Susan Doughty, Partner, Talent & Rewards at the YWCA's Equal Pay Awards' partner organisation EY has over 25 years' experience in senior remuneration and human resources roles and has worked with companies on gender analysis to highlight where females are paid less than males for comparable work.
"I am yet to find an organisation that deliberately sets out to pay males/females differently so reasons for pay inequity can often be quite subtle," says Doughty. "At EY, we publish pay bands for each rank. For example, all graduates start on the same published pay rate and we analyse the gender pay gap during the annual salary review process."
Doughty believes there should be more transparency around wages with companies encouraged to publish pay ranges for jobs, however, she says publishing individual pay rates is problematic, due to confidentiality.
Her advice for businesses wanting to tackle the gender equality issue is to start by analysing the current state in order to set a baseline of information. This includes examining graduate starting rates and rates of promotion and progression by gender.
For employees, finding out if pay is on target is difficult because there is currently no requirement for Kiwi businesses to report on gender statistics, including pay equity, so it can be hard to find out if you're working for an equal pay employer.
One of the better organisations the YWCA Pay Equity Awards uncovered last year is the New Zealand Defence Force (Highly Commended), whose efforts include gender-neutral decision making, equal starting rates for men and women and transparent performance reviews.

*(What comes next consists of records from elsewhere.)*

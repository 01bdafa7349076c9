//! DevFlow Core - dashboard state engine
//!
//! The part of the dashboard with real logic:
//! - A reducer-backed [`Store`] producing immutable snapshots
//! - A write-through [`Dispatcher`] that persists before reducing and
//!   notifies project owners when tasks complete
//! - The workload [`Dashboard`] aggregation
//! - AI task suggestions scheduled into a phase
//!
//! # Example
//!
//! ```rust,ignore
//! use devflow_core::prelude::*;
//! use devflow_storage::{Database, MemoryStore};
//! use std::sync::Arc;
//!
//! let dispatcher = Dispatcher::new(
//!     Arc::new(Store::new()),
//!     Database::new(MemoryStore::new()),
//!     Arc::new(SystemClock),
//! );
//! dispatcher.ensure_seeded()?;
//! dispatcher.login(&"user-3".into())?;
//!
//! let state = dispatcher.snapshot();
//! let dashboard = Dashboard::compute(state.workspace.as_ref(), chrono::Utc::now(), DashboardPolicy::default());
//! println!("{} open tasks", dashboard.totals.assigned_tasks);
//! ```

#![warn(unreachable_pub)]

pub mod action;
pub mod clock;
pub mod config;
pub mod dashboard;
pub mod error;
pub mod middleware;
pub mod session;
pub mod state;
pub mod store;
pub mod suggest;

pub use action::Action;
pub use clock::{Clock, FixedClock, SystemClock};
pub use config::{DevflowConfig, SuggestConfig};
pub use dashboard::{
    aggregate, classify_due, workload_percent, Dashboard, DashboardCache, DashboardPolicy,
    DashboardTotals, DueBucket, MemberStats,
};
pub use error::{CoreError, SuggestError};
pub use middleware::Dispatcher;
pub use session::SessionState;
pub use state::{reduce, AppState};
pub use store::Store;
pub use suggest::{
    parse_proposals, schedule_proposals, GeminiSuggester, ProposedTask, RawProposal,
    SuggestionRunner, TaskSuggester,
};

impl From<&DevflowConfig> for DashboardPolicy {
    fn from(config: &DevflowConfig) -> Self {
        DashboardPolicy::new(config.due_soon_days, config.workload_damping)
    }
}

/// Prelude module for common imports
pub mod prelude {
    //! Common imports for working with DevFlow Core
    pub use crate::{
        Action, AppState, Clock, CoreError, Dashboard, DashboardPolicy, DevflowConfig, Dispatcher,
        SessionState, Store, SuggestionRunner, SystemClock, TaskSuggester,
    };
}

/// Version of this crate
pub const VERSION: &str = env!("CARGO_PKG_VERSION");
//! Workload aggregation
//!
//! Pure rollup of the workspace tree into per-member statistics:
//! - done tasks
//! - open (assigned, not done) tasks, split into overdue / due soon / later
//! - a damped workload percentage
//!
//! Recomputed on every read; [`DashboardCache`] only short-circuits when the
//! input is identical to the previous call.

use crate::middleware::Dispatcher;
use chrono::{DateTime, Duration, Utc};
use devflow_model::{User, Workspace};
use devflow_storage::KeyValueStore;
use parking_lot::Mutex;
use serde::Serialize;
use std::sync::Arc;

/// Aggregation parameters
#[derive(Debug, Clone, Copy, PartialEq, Eq)]
pub struct DashboardPolicy {
    /// Open tasks due within `[now, now + window]` count as due soon
    pub due_soon_window: Duration,
    /// Added to the workload denominator so small counts stay below 100%
    pub damping: u32,
}

impl DashboardPolicy {
    /// Policy with a due-soon window in days and a damping term
    ///
    /// A window too large for [`Duration`] saturates.
    #[inline]
    #[must_use]
    pub fn new(due_soon_days: i64, damping: u32) -> Self {
        Self {
            due_soon_window: Duration::try_days(due_soon_days).unwrap_or(if due_soon_days < 0 {
                Duration::MIN
            } else {
                Duration::MAX
            }),
            damping,
        }
    }
}

impl Default for DashboardPolicy {
    fn default() -> Self {
        Self::new(3, 5)
    }
}

/// Where an open task's due date falls relative to now
#[derive(Debug, Clone, Copy, PartialEq, Eq)]
pub enum DueBucket {
    /// Due strictly before now
    Overdue,
    /// Due in `[now, now + window]`
    DueSoon,
    /// Due after the window
    Later,
}

/// Classify a due date
///
/// A window ending past the representable date range covers every future date.
#[inline]
#[must_use]
pub fn classify_due(due: DateTime<Utc>, now: DateTime<Utc>, window: Duration) -> DueBucket {
    if due < now {
        DueBucket::Overdue
    } else if now.checked_add_signed(window).map_or(true, |end| due <= end) {
        DueBucket::DueSoon
    } else {
        DueBucket::Later
    }
}

/// Damped workload: `round(assigned / (assigned + done + damping) * 100)` within `[0, 100]`
#[must_use]
pub fn workload_percent(assigned: u32, done: u32, damping: u32) -> u8 {
    let total = u64::from(assigned) + u64::from(done);
    if total == 0 {
        return 0;
    }
    #[allow(clippy::cast_precision_loss)]
    let denominator = (total + u64::from(damping)) as f64;
    percent(f64::from(assigned) / denominator * 100.0)
}

#[allow(clippy::cast_possible_truncation, clippy::cast_sign_loss)]
fn percent(value: f64) -> u8 {
    value.round().clamp(0.0, 100.0) as u8
}

/// One member's rollup
#[derive(Debug, Clone, PartialEq, Eq, Serialize)]
#[serde(rename_all = "camelCase")]
pub struct MemberStats {
    /// Team member
    pub member: User,
    /// Open tasks assigned to the member
    pub assigned_tasks: u32,
    /// Open tasks due within the window
    pub due_soon: u32,
    /// Open tasks past due
    pub overdue: u32,
    /// Completed tasks
    pub done_tasks: u32,
    /// Damped workload percentage
    pub workload: u8,
}

/// Sums across every member
#[derive(Debug, Clone, Copy, Default, PartialEq, Eq, Serialize)]
#[serde(rename_all = "camelCase")]
pub struct DashboardTotals {
    /// Members in the roster
    pub members: usize,
    /// Open tasks
    pub assigned_tasks: u32,
    /// Open tasks due soon
    pub due_soon: u32,
    /// Open tasks overdue
    pub overdue: u32,
    /// Completed tasks
    pub done_tasks: u32,
}

/// Computed dashboard view
#[derive(Debug, Clone, Default, PartialEq, Eq, Serialize)]
pub struct Dashboard {
    /// Per-member rows, in roster order
    pub members: Vec<MemberStats>,
    /// Column sums
    pub totals: DashboardTotals,
}

impl Dashboard {
    /// Aggregate a workspace; an absent or empty workspace yields no rows
    #[must_use]
    pub fn compute(workspace: Option<&Workspace>, now: DateTime<Utc>, policy: DashboardPolicy) -> Self {
        let members = workspace
            .map(|ws| aggregate(ws, now, policy))
            .unwrap_or_default();
        let totals = members.iter().fold(
            DashboardTotals {
                members: members.len(),
                ..DashboardTotals::default()
            },
            |acc, m| DashboardTotals {
                assigned_tasks: acc.assigned_tasks + m.assigned_tasks,
                due_soon: acc.due_soon + m.due_soon,
                overdue: acc.overdue + m.overdue,
                done_tasks: acc.done_tasks + m.done_tasks,
                ..acc
            },
        );
        Self { members, totals }
    }

    /// Row for a member
    #[must_use]
    pub fn member(&self, user_id: &str) -> Option<&MemberStats> {
        self.members.iter().find(|m| m.member.id == user_id)
    }
}

/// Per-member statistics over the deduplicated team roster
#[must_use]
pub fn aggregate(workspace: &Workspace, now: DateTime<Utc>, policy: DashboardPolicy) -> Vec<MemberStats> {
    workspace
        .team_roster()
        .into_iter()
        .map(|member| {
            let mut stats = MemberStats {
                member,
                assigned_tasks: 0,
                due_soon: 0,
                overdue: 0,
                done_tasks: 0,
                workload: 0,
            };
            for task in workspace
                .all_tasks()
                .filter(|t| t.is_assigned_to(&stats.member.id))
            {
                if task.status.is_done() {
                    stats.done_tasks += 1;
                    continue;
                }
                stats.assigned_tasks += 1;
                match classify_due(task.due_date, now, policy.due_soon_window) {
                    DueBucket::Overdue => stats.overdue += 1,
                    DueBucket::DueSoon => stats.due_soon += 1,
                    DueBucket::Later => {}
                }
            }
            stats.workload = workload_percent(stats.assigned_tasks, stats.done_tasks, policy.damping);
            stats
        })
        .collect()
}

impl<S: KeyValueStore> Dispatcher<S> {
    /// Dashboard of the current snapshot at the dispatcher's clock
    #[must_use]
    pub fn dashboard(&self, policy: DashboardPolicy) -> Dashboard {
        Dashboard::compute(self.snapshot().workspace.as_ref(), self.clock().now(), policy)
    }
}

type CacheEntry = (Option<Workspace>, DateTime<Utc>, Arc<Dashboard>);

/// Remembers the last computed dashboard
///
/// A hit requires the same workspace and the same `now` as the previous call.
#[derive(Debug, Default)]
pub struct DashboardCache {
    policy: DashboardPolicy,
    last: Mutex<Option<CacheEntry>>,
}

impl DashboardCache {
    /// Create cache for a policy
    #[inline]
    #[must_use]
    pub fn new(policy: DashboardPolicy) -> Self {
        Self {
            policy,
            last: Mutex::new(None),
        }
    }

    /// Dashboard for `workspace` at `now`
    pub fn get(&self, workspace: Option<&Workspace>, now: DateTime<Utc>) -> Arc<Dashboard> {
        let mut last = self.last.lock();
        if let Some((ws, at, dashboard)) = last.as_ref() {
            if *at == now && ws.as_ref() == workspace {
                return Arc::clone(dashboard);
            }
        }
        let dashboard = Arc::new(Dashboard::compute(workspace, now, self.policy));
        *last = Some((workspace.cloned(), now, Arc::clone(&dashboard)));
        dashboard
    }
}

And though business leaders, through initiatives such as the YWCA awards, are doing their part to redress the balance, some governments are weighing in as well. Next year in Britain, businesses with more than 250 workers will be forced to disclose the pay gap in their workplaces. Though it's too late to help my ex-colleague, it's heartening to know it will potentially make it less likely in the future. "It's important to place pressure on companies to recognise and tackle these issues, otherwise it stays hidden," Doughty says.
The YWCA awards seems a positive pressure to place on businesses, bringing to light the best practices within local businesses - big and small.